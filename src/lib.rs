//! NexusAgent - LLM agent orchestration with bounded-context conversation management
//!
//! The crate drives a multi-step tool-calling dialogue with a language model
//! while keeping the accumulated conversation within a fixed token budget:
//!
//! - [`agent::AgentLoop`] runs one chat turn end to end, executing tool calls
//!   requested by the model and streaming progress events.
//! - [`compact`] bounds conversation growth: a cheap model-free pruning pass
//!   plus a model-assisted summarizing compactor that folds old history into
//!   the system message.
//! - [`contextstore::ContextStore`] holds per-session pinned files injected
//!   into the system prompt.
//! - [`llm`] and [`toolbus`] are the interfaces to the model transport and the
//!   tool registry/dispatcher.

pub mod agent;
pub mod compact;
pub mod config;
pub mod contextstore;
pub mod conversation;
pub mod error;
pub mod llm;
pub mod logging;
pub mod toolbus;

pub use agent::{AgentLoop, ChatTurnRequest, StreamEvent};
pub use compact::{estimate_tokens, micro_compact, CompactRequest, CompactResponse, Compactor};
pub use config::AgentConfig;
pub use contextstore::{ContextItem, ContextStore};
pub use conversation::{FunctionCall, Message, Role, ToolCall};
pub use error::{AgentError, Result};
pub use llm::{ChatRequest, ChatResponse, Choice, LlmProvider, OpenAiClient, Usage};
pub use toolbus::{ToolBus, ToolContent, ToolResult, ToolSpec};
//! Agent orchestration
//!
//! Drives one end-to-end chat turn: prepares the tool catalog, injects pinned
//! context into the system prompt, auto-compacts the conversation when it
//! crosses the token threshold, then repeatedly calls the model and executes
//! requested tools until a final answer, the step ceiling, or cancellation.
//!
//! ```text
//! ┌───────────┐     ┌─────────────┐     ┌─────────────┐
//! │  caller   │────>│  AgentLoop  │────>│ LlmProvider │
//! │ (events)  │<────│             │     └─────────────┘
//! └───────────┘     │             │     ┌─────────────┐
//!                   │             │────>│   ToolBus   │
//!                   └──────┬──────┘     └─────────────┘
//!                          │
//!                          ▼
//!              ┌──────────────────────┐
//!              │ Compactor / Context  │
//!              │        Store         │
//!              └──────────────────────┘
//! ```
//!
//! Progress streams through a bounded `mpsc` channel as [`StreamEvent`]s; the
//! channel closes exactly once when the turn ends, on every exit path.

mod events;
mod r#loop;

pub use events::StreamEvent;
pub use r#loop::{AgentLoop, ChatTurnRequest};
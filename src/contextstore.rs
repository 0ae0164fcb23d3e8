//! Pinned-context store
//!
//! Per-session files pinned into the system prompt at the start of a turn.
//! The store is the only resource shared across concurrent agent requests and
//! is guarded by a reader/writer lock. Mutations persist to disk best-effort
//! in a background task; `flush` is the synchronous path and the only
//! durability guarantee ("eventually written") tests should rely on.

use std::collections::HashMap;
use std::path::PathBuf;
use std::sync::Arc;

use serde::{Deserialize, Serialize};
use tokio::sync::RwLock;
use tracing::warn;

use crate::error::Result;

/// A file pinned into a session's context.
#[derive(Debug, Clone, Serialize, Deserialize)]
pub struct ContextItem {
    /// Source path of the pinned file
    pub path: String,
    /// Full file content injected into the system prompt
    pub content: String,
    /// Estimated token cost (content bytes / 4, same heuristic as the
    /// conversation estimator)
    pub token_size: usize,
}

type Sessions = HashMap<String, HashMap<String, ContextItem>>;

/// Pinned-context storage across sessions.
pub struct ContextStore {
    sessions: RwLock<Sessions>,
    file_path: Option<PathBuf>,
}

impl ContextStore {
    /// Open a store, loading prior state from `file_path` when it exists.
    ///
    /// A missing or unreadable state file starts the store empty; pinned
    /// context is a cache, not a system of record.
    pub fn new(file_path: Option<PathBuf>) -> Arc<Self> {
        let sessions = file_path
            .as_ref()
            .and_then(|p| std::fs::read(p).ok())
            .and_then(|data| serde_json::from_slice::<Sessions>(&data).ok())
            .unwrap_or_default();

        Arc::new(Self {
            sessions: RwLock::new(sessions),
            file_path,
        })
    }

    /// An in-memory store with no persistence.
    pub fn new_memory() -> Arc<Self> {
        Self::new(None)
    }

    /// List all items pinned in a session.
    pub async fn list_items(&self, session_id: &str) -> Vec<ContextItem> {
        let sessions = self.sessions.read().await;
        sessions
            .get(session_id)
            .map(|items| items.values().cloned().collect())
            .unwrap_or_default()
    }

    /// Pin content into a session's context, replacing any item with the
    /// same path.
    pub async fn add_item(self: &Arc<Self>, session_id: &str, path: &str, content: &str) {
        {
            let mut sessions = self.sessions.write().await;
            let items = sessions.entry(session_id.to_string()).or_default();
            items.insert(
                path.to_string(),
                ContextItem {
                    path: path.to_string(),
                    content: content.to_string(),
                    token_size: content.len() / 4,
                },
            );
        }
        self.spawn_save();
    }

    /// Remove one pinned item from a session.
    pub async fn remove_item(self: &Arc<Self>, session_id: &str, path: &str) {
        {
            let mut sessions = self.sessions.write().await;
            if let Some(items) = sessions.get_mut(session_id) {
                items.remove(path);
            }
        }
        self.spawn_save();
    }

    /// Remove every pinned item from a session.
    pub async fn clear_session(self: &Arc<Self>, session_id: &str) {
        {
            let mut sessions = self.sessions.write().await;
            sessions.remove(session_id);
        }
        self.spawn_save();
    }

    /// Estimated token total of a session's pinned context.
    pub async fn total_tokens(&self, session_id: &str) -> usize {
        let sessions = self.sessions.read().await;
        sessions
            .get(session_id)
            .map(|items| items.values().map(|i| i.token_size).sum())
            .unwrap_or(0)
    }

    /// Write the current state to disk now.
    pub async fn flush(&self) -> Result<()> {
        let Some(path) = &self.file_path else {
            return Ok(());
        };
        let data = {
            let sessions = self.sessions.read().await;
            serde_json::to_vec_pretty(&*sessions)?
        };
        tokio::fs::write(path, data).await?;
        Ok(())
    }

    /// Best-effort background save. The mutating caller never blocks on disk;
    /// a crash may lose the very last unpersisted mutation.
    fn spawn_save(self: &Arc<Self>) {
        if self.file_path.is_none() {
            return;
        }
        let store = Arc::clone(self);
        tokio::spawn(async move {
            if let Err(e) = store.flush().await {
                warn!(error = %e, "Failed to persist context store");
            }
        });
    }
}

▶ [Exercise description]
Word for word, print every line above.

▶ [Completed exercise]
filename src/lib.rs
//! NexusAgent - LLM agent orchestration with bounded-context conversation management
//!
//! The crate drives a multi-step tool-calling dialogue with a language model
//! while keeping the accumulated conversation within a fixed token budget:
//!
//! - [`agent::AgentLoop`] runs one chat turn end to end, executing tool calls
//!   requested by the model and streaming progress events.
//! - [`compact`] bounds conversation growth: a cheap model-free pruning pass
//!   plus a model-assisted summarizing compactor that folds old history into
//!   the system message.
//! - [`contextstore::ContextStore`] holds per-session pinned files injected
//!   into the system prompt.
//! - [`llm`] and [`toolbus`] are the interfaces to the model transport and the
//!   tool registry/dispatcher.

pub mod agent;
pub mod compact;
pub mod config;
pub mod contextstore;
pub mod conversation;
pub mod error;
pub mod llm;
pub mod logging;
pub mod toolbus;

pub use agent::{AgentLoop, ChatTurnRequest, StreamEvent};
pub use compact::{estimate_tokens, micro_compact, CompactRequest, CompactResponse, Compactor};
pub use config::AgentConfig;
pub use contextstore::{ContextItem, ContextStore};
pub use conversation::{FunctionCall, Message, Role, ToolCall};
pub use error::{AgentError, Result};
pub use llm::{ChatRequest, ChatResponse, Choice, LlmProvider, OpenAiClient, Usage};
pub use toolbus::{ToolBus, ToolContent, ToolResult, ToolSpec};
//! Agent orchestration
//!
//! Drives one end-to-end chat turn: prepares the tool catalog, injects pinned
//! context into the system prompt, auto-compacts the conversation when it
//! crosses the token threshold, then repeatedly calls the model and executes
//! requested tools until a final answer, the step ceiling, or cancellation.
//!
//! ```text
//! ┌───────────┐     ┌─────────────┐     ┌─────────────┐
//! │  caller   │────>│  AgentLoop  │────>│ LlmProvider │
//! │ (events)  │<────│             │     └─────────────┘
//! └───────────┘     │             │     ┌─────────────┐
//!                   │             │────>│   ToolBus   │
//!                   └──────┬──────┘     └─────────────┘
//!                          │
//!                          ▼
//!              ┌──────────────────────┐
//!              │ Compactor / Context  │
//!              │        Store         │
//!              └──────────────────────┘
//! ```
//!
//! Progress streams through a bounded `mpsc` channel as [`StreamEvent`]s; the
//! channel closes exactly once when the turn ends, on every exit path.

mod events;
mod r#loop;

pub use events::StreamEvent;
pub use r#loop::{AgentLoop, ChatTurnRequest};
filename src/contextstore.rs
repository 0ae0164fcb23d3e8
//! Pinned-context store
//!
//! Per-session files pinned into the system prompt at the start of a turn.
//! The store is the only resource shared across concurrent agent requests and
//! is guarded by a reader/writer lock. Mutations persist to disk best-effort
//! in a background task; `flush` is the synchronous path and the only
//! durability guarantee ("eventually written") tests should rely on.

use std::collections::HashMap;
use std::path::PathBuf;
use std::sync::Arc;

use serde::{Deserialize, Serialize};
use tokio::sync::RwLock;
use tracing::warn;

use crate::error::Result;

/// A file pinned into a session's context.
#[derive(Debug, Clone, Serialize, Deserialize)]
pub struct ContextItem {
    /// Source path of the pinned file
    pub path: String,
    /// Full file content injected into the system prompt
    pub content: String,
    /// Estimated token cost (content bytes / 4, same heuristic as the
    /// conversation estimator)
    pub token_size: usize,
}

type Sessions = HashMap<String, HashMap<String, ContextItem>>;

/// Pinned-context storage across sessions.
pub struct ContextStore {
    sessions: RwLock<Sessions>,
    file_path: Option<PathBuf>,
}

impl ContextStore {
    /// Open a store, loading prior state from `file_path` when it exists.
    ///
    /// A missing or unreadable state file starts the store empty; pinned
    /// context is a cache, not a system of record.
    pub fn new(file_path: Option<PathBuf>) -> Arc<Self> {
        let sessions = file_path
            .as_ref()
            .and_then(|p| std::fs::read(p).ok())
            .and_then(|data| serde_json::from_slice::<Sessions>(&data).ok())
            .unwrap_or_default();

        Arc::new(Self {
            sessions: RwLock::new(sessions),
            file_path,
        })
    }

    /// An in-memory store with no persistence.
    pub fn new_memory() -> Arc<Self> {
        Self::new(None)
    }

    /// List all items pinned in a session.
    pub async fn list_items(&self, session_id: &str) -> Vec<ContextItem> {
        let sessions = self.sessions.read().await;
        sessions
            .get(session_id)
            .map(|items| items.values().cloned().collect())
            .unwrap_or_default()
    }

    /// Pin content into a session's context, replacing any item with the
    /// same path.
    pub async fn add_item(self: &Arc<Self>, session_id: &str, path: &str, content: &str) {
        {
            let mut sessions = self.sessions.write().await;
            let items = sessions.entry(session_id.to_string()).or_default();
            items.insert(
                path.to_string(),
                ContextItem {
                    path: path.to_string(),
                    content: content.to_string(),
                    token_size: content.len() / 4,
                },
            );
        }
        self.spawn_save();
    }

    /// Remove one pinned item from a session.
    pub async fn remove_item(self: &Arc<Self>, session_id: &str, path: &str) {
        {
            let mut sessions = self.sessions.write().await;
            if let Some(items) = sessions.get_mut(session_id) {
                items.remove(path);
            }
        }
        self.spawn_save();
    }

    /// Remove every pinned item from a session.
    pub async fn clear_session(self: &Arc<Self>, session_id: &str) {
        {
            let mut sessions = self.sessions.write().await;
            sessions.remove(session_id);
        }
        self.spawn_save();
    }

    /// Estimated token total of a session's pinned context.
    pub async fn total_tokens(&self, session_id: &str) -> usize {
        let sessions = self.sessions.read().await;
        sessions
            .get(session_id)
            .map(|items| items.values().map(|i| i.token_size).sum())
            .unwrap_or(0)
    }

    /// Write the current state to disk now.
    pub async fn flush(&self) -> Result<()> {
        let Some(path) = &self.file_path else {
            return Ok(());
        };
        let data = {
            let sessions = self.sessions.read().await;
            serde_json::to_vec_pretty(&*sessions)?
        };
        tokio::fs::write(path, data).await?;
        Ok(())
    }

    /// Best-effort background save. The mutating caller never blocks on disk;
    /// a crash may lose the very last unpersisted mutation.
    fn spawn_save(self: &Arc<Self>) {
        if self.file_path.is_none() {
            return;
        }
        let store = Arc::clone(self);
        tokio::spawn(async move {
            if let Err(e) = store.flush().await {
                warn!(error = %e, "Failed to persist context store");
            }
        });
    }
}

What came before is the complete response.